EIS O HOMEM!

De que se queixa o homem, nesse dia?
Desceu ao mais profundo desses poços
Abertos entre escombros da utopia,
Tropeço após tropeço – não sabia
Onde daria aquela trilha de ossos –
Cumprindo itinerário de destroços.

Quem quer que o encontre errando meio e sorte
Desejará matá-lo, por instinto

Levado ao que parece um fim, seu norte...
Desgraça alguma além da que suporte
Será demais ao ressentido — extinto
O senso, equivocado diz 'Não minto!'.

Descendo, apalpa a escuridão mas sonha
O avesso dessa pesarosa trilha
Que pouco incômodo ou qualquer vergonha
Trará, por fim.Seu vulto é a mais tristonha
Ilusão do ideal – não há Bastilha
Alguma na diabólica armadilha. 

Queixar-se, agora, é inútil e sempre foi
Mais fácil achar culpados da injustiça
Sofrida, ver a si bem como é... dói.
Ressente-se e a mágoa que o corrói
É no argumento falho a má premissa,
Avesso de valor e fé postiça.

Duvidará de aviso e de presságio
Que ameace os cegos passos nos degraus
De rocha fria e bruta — como é frágil
Seu brio proverbial, já quase adágio.
Avança ao âmago dum novo caos
Sequer sentido, mesmo em sonhos maus. 

Quer tanto! Alcançará seu privilégio
Em tempo que o comporte e a seus iguais?
Que negros ventos sopram — sortilégio —
Nas câmaras do abismo? O sacrilégio
Assume ar de preceitos de 'normais'
Nas ruínas desse mundo que lhe apraz.

De que se queixa, então? A angústia é justa?
Assim, de perto, cede-se às vaidades
Das tramas duma nobre causa augusta.
Humano e por demais perdido, custa
Bem pouco errar, difícil é ver as grades,
Dali — e o Bem jamais virá em metades.

Querer no mundo espelho que o celebre
E reduzir seu mundo a mero espelho,
Eis seu equívoco, eis sua febre —
O mais suporta desde que não quebre
As frágeis construções de seu conselho,
Que abole o que não capta e o que acha velho.
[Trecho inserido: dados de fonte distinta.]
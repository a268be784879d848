use std::path::Path;

use slog::{info, Logger};

use crate::audio;
use crate::db::IndexStore;
use crate::engine::{find_peaks, generate_hashes, matcher, mel_spectrogram, SAMPLE_RATE};
use crate::error::EngineError;
use crate::models::{EnrollReport, FingerprintHash, IdentifyReport, Peak, QueryStats};
use crate::utils;

/// The constellation and hash set extracted from one clip.
pub struct AudioFingerprint {
    pub peaks: Vec<Peak>,
    pub hashes: Vec<FingerprintHash>,
}

/// The recognition service: owns the index store and runs the enroll and
/// identify pipelines. Constructed once at startup and shared; holds no
/// other state between requests.
pub struct Fingerprinter {
    store: IndexStore,
    logger: Logger,
}

impl Fingerprinter {
    pub fn new<P: AsRef<Path>>(db_path: P) -> Result<Self, EngineError> {
        let store = IndexStore::open(db_path)?;
        Ok(Fingerprinter { store, logger: utils::get_logger() })
    }

    pub fn store(&self) -> &IndexStore {
        &self.store
    }

    /// Runs the DSP pipeline: spectrogram, constellation, hashes.
    pub fn fingerprint_pcm(&self, samples: &[f32]) -> Result<AudioFingerprint, EngineError> {
        let spectrogram = mel_spectrogram(samples)?;
        let peaks = find_peaks(&spectrogram);
        let hashes = generate_hashes(&peaks);
        info!(self.logger, "fingerprinted clip";
            "frames" => spectrogram.first().map_or(0, |row| row.len()),
            "peaks" => peaks.len(),
            "hashes" => hashes.len());
        Ok(AudioFingerprint { peaks, hashes })
    }

    /// Fingerprints PCM and writes it into the catalog under `filename`.
    pub fn enroll_pcm(
        &self,
        samples: &[f32],
        filename: &str,
        title: &str,
        artist: &str,
    ) -> Result<EnrollReport, EngineError> {
        let duration = samples.len() as f64 / SAMPLE_RATE as f64;
        let fingerprint = self.fingerprint_pcm(samples)?;
        let song_id =
            self.store
                .enroll(filename, title, artist, duration, &fingerprint.hashes)?;
        info!(self.logger, "enrolled song";
            "song_id" => song_id, "filename" => filename, "hashes" => fingerprint.hashes.len());
        Ok(EnrollReport {
            song_id,
            duration,
            peaks_found: fingerprint.peaks.len(),
            hashes_generated: fingerprint.hashes.len(),
        })
    }

    /// Fingerprints PCM and ranks it against the catalog. An empty match
    /// list is a successful "no match".
    pub fn identify_pcm(&self, samples: &[f32]) -> Result<IdentifyReport, EngineError> {
        let fingerprint = self.fingerprint_pcm(samples)?;
        let query_stats = QueryStats {
            peaks_found: fingerprint.peaks.len(),
            hashes_generated: fingerprint.hashes.len(),
        };

        let matches = if fingerprint.hashes.is_empty() {
            Vec::new()
        } else {
            let hits = self.store.lookup(&fingerprint.hashes)?;
            matcher::rank(hits, fingerprint.hashes.len())
        };
        info!(self.logger, "identification ranked"; "candidates" => matches.len());

        Ok(IdentifyReport { query_stats, matches })
    }

    /// Decode-then-enroll pipeline for a file on disk. `filename` is the
    /// catalog key (the upload's original name, not the temp path).
    pub fn enroll_file(
        &self,
        path: &Path,
        filename: &str,
        title: &str,
        artist: &str,
    ) -> Result<EnrollReport, EngineError> {
        let pcm = audio::decode_file(path)?;
        self.enroll_pcm(&pcm, filename, title, artist)
    }

    /// Decode-then-identify pipeline for a file on disk.
    pub fn identify_file(&self, path: &Path) -> Result<IdentifyReport, EngineError> {
        let pcm = audio::decode_file(path)?;
        self.identify_pcm(&pcm)
    }
}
Distância a devolver distância em passo
Que a pressa parcialmente justifica.
Não vai tão longe quem de si no escasso
Verão fugiu — havendo tempo e espaço
Há mais tropeços que a descida explica,
Ah, parcialmente, apenas, pobre dica.

Qualquer que seja o fim que o aguarda, adiante,
É em cegueira e loucura que o alcança
E pouco importa se ergue a taça ou cante.
O espírito já não tem paz, errante
Em terras de esquecer o que é esperança
A cada tombo estúpido...e ainda avança!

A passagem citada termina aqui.